- _Exercise_
The answer should contain each record below, repeated exactly.

--- Data records Enclosed Below ---

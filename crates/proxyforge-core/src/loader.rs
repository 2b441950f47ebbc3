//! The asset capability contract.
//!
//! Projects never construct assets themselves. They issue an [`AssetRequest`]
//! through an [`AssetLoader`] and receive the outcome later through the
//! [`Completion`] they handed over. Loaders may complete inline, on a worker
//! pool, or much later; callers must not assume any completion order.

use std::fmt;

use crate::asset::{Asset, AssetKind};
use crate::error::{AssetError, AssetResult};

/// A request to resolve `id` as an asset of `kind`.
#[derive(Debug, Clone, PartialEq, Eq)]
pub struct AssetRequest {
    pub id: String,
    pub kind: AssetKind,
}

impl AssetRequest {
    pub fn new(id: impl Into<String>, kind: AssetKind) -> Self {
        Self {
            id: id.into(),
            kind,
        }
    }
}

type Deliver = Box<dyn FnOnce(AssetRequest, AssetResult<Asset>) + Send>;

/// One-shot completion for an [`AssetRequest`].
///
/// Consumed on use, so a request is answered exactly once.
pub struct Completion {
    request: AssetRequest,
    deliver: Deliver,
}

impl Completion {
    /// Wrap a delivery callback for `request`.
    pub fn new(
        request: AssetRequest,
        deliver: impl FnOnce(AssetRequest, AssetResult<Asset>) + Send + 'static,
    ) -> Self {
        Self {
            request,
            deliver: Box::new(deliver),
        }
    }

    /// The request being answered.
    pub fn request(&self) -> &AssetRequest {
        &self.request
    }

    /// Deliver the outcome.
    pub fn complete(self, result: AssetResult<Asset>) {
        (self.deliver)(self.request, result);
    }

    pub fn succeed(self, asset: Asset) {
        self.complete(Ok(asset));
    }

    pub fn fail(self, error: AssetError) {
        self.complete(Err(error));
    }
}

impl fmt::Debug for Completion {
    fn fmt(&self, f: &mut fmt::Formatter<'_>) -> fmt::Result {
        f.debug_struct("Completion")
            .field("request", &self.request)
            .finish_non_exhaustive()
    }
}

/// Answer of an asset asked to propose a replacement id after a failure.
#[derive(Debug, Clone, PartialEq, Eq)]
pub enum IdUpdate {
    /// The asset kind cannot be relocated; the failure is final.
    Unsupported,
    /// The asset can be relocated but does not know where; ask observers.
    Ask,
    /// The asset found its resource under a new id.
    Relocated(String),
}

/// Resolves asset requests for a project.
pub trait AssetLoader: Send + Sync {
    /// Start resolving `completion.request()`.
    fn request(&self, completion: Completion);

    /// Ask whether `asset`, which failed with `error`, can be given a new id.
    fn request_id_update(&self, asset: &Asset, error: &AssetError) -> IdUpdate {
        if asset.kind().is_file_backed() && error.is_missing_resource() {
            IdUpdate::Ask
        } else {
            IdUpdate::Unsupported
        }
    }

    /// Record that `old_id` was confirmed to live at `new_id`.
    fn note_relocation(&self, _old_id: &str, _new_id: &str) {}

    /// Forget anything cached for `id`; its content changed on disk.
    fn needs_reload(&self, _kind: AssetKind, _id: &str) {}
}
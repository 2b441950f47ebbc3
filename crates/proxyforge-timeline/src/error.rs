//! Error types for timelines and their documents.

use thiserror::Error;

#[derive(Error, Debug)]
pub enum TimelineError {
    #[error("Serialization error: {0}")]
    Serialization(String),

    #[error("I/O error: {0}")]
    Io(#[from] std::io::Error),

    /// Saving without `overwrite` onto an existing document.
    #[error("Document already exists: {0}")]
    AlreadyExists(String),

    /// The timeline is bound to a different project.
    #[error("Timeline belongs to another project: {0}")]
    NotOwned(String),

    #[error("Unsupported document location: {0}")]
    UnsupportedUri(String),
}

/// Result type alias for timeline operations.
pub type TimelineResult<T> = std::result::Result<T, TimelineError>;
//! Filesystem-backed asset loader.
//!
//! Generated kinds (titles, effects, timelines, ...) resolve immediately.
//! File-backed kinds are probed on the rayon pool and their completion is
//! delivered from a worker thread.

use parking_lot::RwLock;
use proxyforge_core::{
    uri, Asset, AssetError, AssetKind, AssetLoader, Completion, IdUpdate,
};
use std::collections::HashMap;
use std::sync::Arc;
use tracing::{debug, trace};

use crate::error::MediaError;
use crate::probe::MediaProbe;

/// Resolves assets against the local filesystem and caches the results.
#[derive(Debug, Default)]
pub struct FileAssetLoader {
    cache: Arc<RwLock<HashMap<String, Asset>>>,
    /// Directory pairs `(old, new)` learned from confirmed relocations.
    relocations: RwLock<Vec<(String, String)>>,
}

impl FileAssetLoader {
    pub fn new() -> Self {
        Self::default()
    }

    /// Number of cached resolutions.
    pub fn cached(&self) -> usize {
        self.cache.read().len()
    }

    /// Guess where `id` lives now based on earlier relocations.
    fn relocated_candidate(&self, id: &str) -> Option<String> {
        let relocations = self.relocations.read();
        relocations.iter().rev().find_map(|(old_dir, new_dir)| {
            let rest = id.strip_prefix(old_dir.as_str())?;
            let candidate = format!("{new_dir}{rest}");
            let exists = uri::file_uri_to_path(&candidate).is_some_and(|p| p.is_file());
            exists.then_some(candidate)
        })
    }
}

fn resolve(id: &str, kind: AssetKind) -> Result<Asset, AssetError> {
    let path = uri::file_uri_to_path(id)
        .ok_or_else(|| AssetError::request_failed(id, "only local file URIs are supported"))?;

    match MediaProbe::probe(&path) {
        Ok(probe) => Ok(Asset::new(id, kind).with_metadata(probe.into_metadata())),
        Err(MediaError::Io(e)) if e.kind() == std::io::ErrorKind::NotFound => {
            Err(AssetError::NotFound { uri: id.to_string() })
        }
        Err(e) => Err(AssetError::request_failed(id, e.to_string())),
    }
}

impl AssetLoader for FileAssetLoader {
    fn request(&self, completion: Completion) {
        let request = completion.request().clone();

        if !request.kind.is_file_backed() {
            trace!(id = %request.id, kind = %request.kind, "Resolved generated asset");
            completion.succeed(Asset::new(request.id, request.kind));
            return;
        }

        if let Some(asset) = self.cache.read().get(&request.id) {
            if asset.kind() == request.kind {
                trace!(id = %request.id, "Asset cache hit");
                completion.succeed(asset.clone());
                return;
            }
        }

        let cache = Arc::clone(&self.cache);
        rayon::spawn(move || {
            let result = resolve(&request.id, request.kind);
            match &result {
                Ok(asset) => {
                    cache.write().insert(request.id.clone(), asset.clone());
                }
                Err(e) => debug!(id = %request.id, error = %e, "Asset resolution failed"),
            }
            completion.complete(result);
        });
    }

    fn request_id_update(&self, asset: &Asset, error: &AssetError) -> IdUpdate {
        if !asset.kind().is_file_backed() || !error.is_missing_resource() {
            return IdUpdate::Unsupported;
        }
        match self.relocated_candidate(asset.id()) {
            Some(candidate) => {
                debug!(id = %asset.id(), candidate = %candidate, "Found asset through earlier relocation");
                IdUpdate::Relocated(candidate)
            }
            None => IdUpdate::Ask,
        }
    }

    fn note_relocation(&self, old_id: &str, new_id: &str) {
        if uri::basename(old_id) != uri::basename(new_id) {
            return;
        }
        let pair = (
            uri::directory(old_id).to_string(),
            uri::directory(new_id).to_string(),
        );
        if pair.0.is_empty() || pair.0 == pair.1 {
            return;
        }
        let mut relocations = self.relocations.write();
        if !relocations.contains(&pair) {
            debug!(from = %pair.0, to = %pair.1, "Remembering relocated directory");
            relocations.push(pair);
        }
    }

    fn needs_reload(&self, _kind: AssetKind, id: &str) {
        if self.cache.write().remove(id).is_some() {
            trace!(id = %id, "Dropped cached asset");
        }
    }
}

--- End of Enclosed Data records ---

- _Task answer_
filename crates/proxyforge-core/src/loader.rs
repository 2b441950f47ebbc3
//! The asset capability contract.
//!
//! Projects never construct assets themselves. They issue an [`AssetRequest`]
//! through an [`AssetLoader`] and receive the outcome later through the
//! [`Completion`] they handed over. Loaders may complete inline, on a worker
//! pool, or much later; callers must not assume any completion order.

use std::fmt;

use crate::asset::{Asset, AssetKind};
use crate::error::{AssetError, AssetResult};

/// A request to resolve `id` as an asset of `kind`.
#[derive(Debug, Clone, PartialEq, Eq)]
pub struct AssetRequest {
    pub id: String,
    pub kind: AssetKind,
}

impl AssetRequest {
    pub fn new(id: impl Into<String>, kind: AssetKind) -> Self {
        Self {
            id: id.into(),
            kind,
        }
    }
}

type Deliver = Box<dyn FnOnce(AssetRequest, AssetResult<Asset>) + Send>;

/// One-shot completion for an [`AssetRequest`].
///
/// Consumed on use, so a request is answered exactly once.
pub struct Completion {
    request: AssetRequest,
    deliver: Deliver,
}

impl Completion {
    /// Wrap a delivery callback for `request`.
    pub fn new(
        request: AssetRequest,
        deliver: impl FnOnce(AssetRequest, AssetResult<Asset>) + Send + 'static,
    ) -> Self {
        Self {
            request,
            deliver: Box::new(deliver),
        }
    }

    /// The request being answered.
    pub fn request(&self) -> &AssetRequest {
        &self.request
    }

    /// Deliver the outcome.
    pub fn complete(self, result: AssetResult<Asset>) {
        (self.deliver)(self.request, result);
    }

    pub fn succeed(self, asset: Asset) {
        self.complete(Ok(asset));
    }

    pub fn fail(self, error: AssetError) {
        self.complete(Err(error));
    }
}

impl fmt::Debug for Completion {
    fn fmt(&self, f: &mut fmt::Formatter<'_>) -> fmt::Result {
        f.debug_struct("Completion")
            .field("request", &self.request)
            .finish_non_exhaustive()
    }
}

/// Answer of an asset asked to propose a replacement id after a failure.
#[derive(Debug, Clone, PartialEq, Eq)]
pub enum IdUpdate {
    /// The asset kind cannot be relocated; the failure is final.
    Unsupported,
    /// The asset can be relocated but does not know where; ask observers.
    Ask,
    /// The asset found its resource under a new id.
    Relocated(String),
}

/// Resolves asset requests for a project.
pub trait AssetLoader: Send + Sync {
    /// Start resolving `completion.request()`.
    fn request(&self, completion: Completion);

    /// Ask whether `asset`, which failed with `error`, can be given a new id.
    fn request_id_update(&self, asset: &Asset, error: &AssetError) -> IdUpdate {
        if asset.kind().is_file_backed() && error.is_missing_resource() {
            IdUpdate::Ask
        } else {
            IdUpdate::Unsupported
        }
    }

    /// Record that `old_id` was confirmed to live at `new_id`.
    fn note_relocation(&self, _old_id: &str, _new_id: &str) {}

    /// Forget anything cached for `id`; its content changed on disk.
    fn needs_reload(&self, _kind: AssetKind, _id: &str) {}
}
repository 2b441950f47ebbc3
filename crates/proxyforge-timeline/src/error.rs
//! Error types for timelines and their documents.

use thiserror::Error;

#[derive(Error, Debug)]
pub enum TimelineError {
    #[error("Serialization error: {0}")]
    Serialization(String),

    #[error("I/O error: {0}")]
    Io(#[from] std::io::Error),

    /// Saving without `overwrite` onto an existing document.
    #[error("Document already exists: {0}")]
    AlreadyExists(String),

    /// The timeline is bound to a different project.
    #[error("Timeline belongs to another project: {0}")]
    NotOwned(String),

    #[error("Unsupported document location: {0}")]
    UnsupportedUri(String),
}

/// Result type alias for timeline operations.
pub type TimelineResult<T> = std::result::Result<T, TimelineError>;
//! Filesystem-backed asset loader.
//!
//! Generated kinds (titles, effects, timelines, ...) resolve immediately.
//! File-backed kinds are probed on the rayon pool and their completion is
//! delivered from a worker thread.

use parking_lot::RwLock;
use proxyforge_core::{
    uri, Asset, AssetError, AssetKind, AssetLoader, Completion, IdUpdate,
};
use std::collections::HashMap;
use std::sync::Arc;
use tracing::{debug, trace};

use crate::error::MediaError;
use crate::probe::MediaProbe;

/// Resolves assets against the local filesystem and caches the results.
#[derive(Debug, Default)]
pub struct FileAssetLoader {
    cache: Arc<RwLock<HashMap<String, Asset>>>,
    /// Directory pairs `(old, new)` learned from confirmed relocations.
    relocations: RwLock<Vec<(String, String)>>,
}

impl FileAssetLoader {
    pub fn new() -> Self {
        Self::default()
    }

    /// Number of cached resolutions.
    pub fn cached(&self) -> usize {
        self.cache.read().len()
    }

    /// Guess where `id` lives now based on earlier relocations.
    fn relocated_candidate(&self, id: &str) -> Option<String> {
        let relocations = self.relocations.read();
        relocations.iter().rev().find_map(|(old_dir, new_dir)| {
            let rest = id.strip_prefix(old_dir.as_str())?;
            let candidate = format!("{new_dir}{rest}");
            let exists = uri::file_uri_to_path(&candidate).is_some_and(|p| p.is_file());
            exists.then_some(candidate)
        })
    }
}

fn resolve(id: &str, kind: AssetKind) -> Result<Asset, AssetError> {
    let path = uri::file_uri_to_path(id)
        .ok_or_else(|| AssetError::request_failed(id, "only local file URIs are supported"))?;

    match MediaProbe::probe(&path) {
        Ok(probe) => Ok(Asset::new(id, kind).with_metadata(probe.into_metadata())),
        Err(MediaError::Io(e)) if e.kind() == std::io::ErrorKind::NotFound => {
            Err(AssetError::NotFound { uri: id.to_string() })
        }
        Err(e) => Err(AssetError::request_failed(id, e.to_string())),
    }
}

impl AssetLoader for FileAssetLoader {
    fn request(&self, completion: Completion) {
        let request = completion.request().clone();

        if !request.kind.is_file_backed() {
            trace!(id = %request.id, kind = %request.kind, "Resolved generated asset");
            completion.succeed(Asset::new(request.id, request.kind));
            return;
        }

        if let Some(asset) = self.cache.read().get(&request.id) {
            if asset.kind() == request.kind {
                trace!(id = %request.id, "Asset cache hit");
                completion.succeed(asset.clone());
                return;
            }
        }

        let cache = Arc::clone(&self.cache);
        rayon::spawn(move || {
            let result = resolve(&request.id, request.kind);
            match &result {
                Ok(asset) => {
                    cache.write().insert(request.id.clone(), asset.clone());
                }
                Err(e) => debug!(id = %request.id, error = %e, "Asset resolution failed"),
            }
            completion.complete(result);
        });
    }

    fn request_id_update(&self, asset: &Asset, error: &AssetError) -> IdUpdate {
        if !asset.kind().is_file_backed() || !error.is_missing_resource() {
            return IdUpdate::Unsupported;
        }
        match self.relocated_candidate(asset.id()) {
            Some(candidate) => {
                debug!(id = %asset.id(), candidate = %candidate, "Found asset through earlier relocation");
                IdUpdate::Relocated(candidate)
            }
            None => IdUpdate::Ask,
        }
    }

    fn note_relocation(&self, old_id: &str, new_id: &str) {
        if uri::basename(old_id) != uri::basename(new_id) {
            return;
        }
        let pair = (
            uri::directory(old_id).to_string(),
            uri::directory(new_id).to_string(),
        );
        if pair.0.is_empty() || pair.0 == pair.1 {
            return;
        }
        let mut relocations = self.relocations.write();
        if !relocations.contains(&pair) {
            debug!(from = %pair.0, to = %pair.1, "Remembering relocated directory");
            relocations.push(pair);
        }
    }

    fn needs_reload(&self, _kind: AssetKind, id: &str) {
        if self.cache.write().remove(id).is_some() {
            trace!(id = %id, "Dropped cached asset");
        }
    }
}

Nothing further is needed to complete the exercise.